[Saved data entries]

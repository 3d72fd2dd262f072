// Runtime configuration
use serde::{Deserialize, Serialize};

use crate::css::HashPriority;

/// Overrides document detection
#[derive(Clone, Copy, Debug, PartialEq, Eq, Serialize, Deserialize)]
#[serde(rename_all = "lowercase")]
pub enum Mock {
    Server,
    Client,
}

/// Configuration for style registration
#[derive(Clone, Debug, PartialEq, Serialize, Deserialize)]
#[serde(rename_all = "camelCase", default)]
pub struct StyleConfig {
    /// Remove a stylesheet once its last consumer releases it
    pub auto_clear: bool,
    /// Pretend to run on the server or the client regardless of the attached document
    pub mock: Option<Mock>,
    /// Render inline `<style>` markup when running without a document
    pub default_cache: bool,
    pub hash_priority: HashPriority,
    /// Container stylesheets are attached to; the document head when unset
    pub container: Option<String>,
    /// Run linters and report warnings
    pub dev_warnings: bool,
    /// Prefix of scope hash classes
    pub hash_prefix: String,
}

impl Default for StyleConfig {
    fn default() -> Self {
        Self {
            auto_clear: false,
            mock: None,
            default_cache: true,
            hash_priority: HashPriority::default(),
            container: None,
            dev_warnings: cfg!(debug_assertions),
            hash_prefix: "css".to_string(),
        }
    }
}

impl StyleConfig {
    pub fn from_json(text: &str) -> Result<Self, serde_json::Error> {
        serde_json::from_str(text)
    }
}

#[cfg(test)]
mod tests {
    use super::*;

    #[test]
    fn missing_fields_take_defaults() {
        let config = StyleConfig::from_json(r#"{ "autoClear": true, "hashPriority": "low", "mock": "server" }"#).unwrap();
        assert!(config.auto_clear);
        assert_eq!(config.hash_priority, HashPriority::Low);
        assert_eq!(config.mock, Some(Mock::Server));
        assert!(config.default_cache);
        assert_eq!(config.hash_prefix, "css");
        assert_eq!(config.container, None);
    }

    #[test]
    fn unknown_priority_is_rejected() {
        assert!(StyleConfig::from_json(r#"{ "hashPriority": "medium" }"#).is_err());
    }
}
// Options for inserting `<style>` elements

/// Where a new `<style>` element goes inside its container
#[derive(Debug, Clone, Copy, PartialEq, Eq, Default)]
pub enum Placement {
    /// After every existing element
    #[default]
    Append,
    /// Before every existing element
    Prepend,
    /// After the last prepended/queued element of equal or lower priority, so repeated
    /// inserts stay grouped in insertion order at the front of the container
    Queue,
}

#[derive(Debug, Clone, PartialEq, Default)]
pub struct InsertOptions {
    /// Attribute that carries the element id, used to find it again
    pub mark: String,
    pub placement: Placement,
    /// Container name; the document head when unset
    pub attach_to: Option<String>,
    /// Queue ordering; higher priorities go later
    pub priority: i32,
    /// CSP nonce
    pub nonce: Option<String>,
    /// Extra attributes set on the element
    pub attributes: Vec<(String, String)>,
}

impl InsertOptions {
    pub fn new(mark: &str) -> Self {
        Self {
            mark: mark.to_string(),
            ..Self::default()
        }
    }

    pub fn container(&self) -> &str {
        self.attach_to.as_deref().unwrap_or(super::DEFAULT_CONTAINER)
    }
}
* * *
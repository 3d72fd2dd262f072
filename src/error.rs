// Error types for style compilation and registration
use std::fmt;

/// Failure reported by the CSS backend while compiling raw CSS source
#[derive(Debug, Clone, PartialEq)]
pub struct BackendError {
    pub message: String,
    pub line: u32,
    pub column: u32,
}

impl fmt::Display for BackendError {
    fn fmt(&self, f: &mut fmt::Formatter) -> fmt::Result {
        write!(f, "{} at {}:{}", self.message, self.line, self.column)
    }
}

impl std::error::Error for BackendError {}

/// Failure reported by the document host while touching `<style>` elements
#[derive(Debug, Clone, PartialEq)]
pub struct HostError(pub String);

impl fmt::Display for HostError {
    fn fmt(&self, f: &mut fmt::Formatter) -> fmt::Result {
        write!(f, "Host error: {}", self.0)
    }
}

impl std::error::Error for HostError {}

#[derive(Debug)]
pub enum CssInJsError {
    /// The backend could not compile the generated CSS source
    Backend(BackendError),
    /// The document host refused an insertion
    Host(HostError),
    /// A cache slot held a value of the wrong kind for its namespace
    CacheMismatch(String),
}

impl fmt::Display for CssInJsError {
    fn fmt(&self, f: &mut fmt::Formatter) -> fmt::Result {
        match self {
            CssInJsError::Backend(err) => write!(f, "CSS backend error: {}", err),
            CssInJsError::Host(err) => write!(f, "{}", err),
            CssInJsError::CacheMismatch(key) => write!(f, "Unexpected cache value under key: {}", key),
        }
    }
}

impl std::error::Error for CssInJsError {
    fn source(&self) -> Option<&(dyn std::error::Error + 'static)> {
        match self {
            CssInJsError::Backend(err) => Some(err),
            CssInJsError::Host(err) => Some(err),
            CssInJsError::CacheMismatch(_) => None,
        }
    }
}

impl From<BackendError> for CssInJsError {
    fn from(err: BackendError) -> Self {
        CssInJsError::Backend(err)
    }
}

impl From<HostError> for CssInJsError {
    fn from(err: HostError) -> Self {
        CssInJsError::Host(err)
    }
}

* [What is required]:
Which of the lines above include the word "last"? List those lines.

* [Exercise solution]:
    /// Remove a stylesheet once its last consumer releases it
    /// After the last prepended/queued element of equal or lower priority, so repeated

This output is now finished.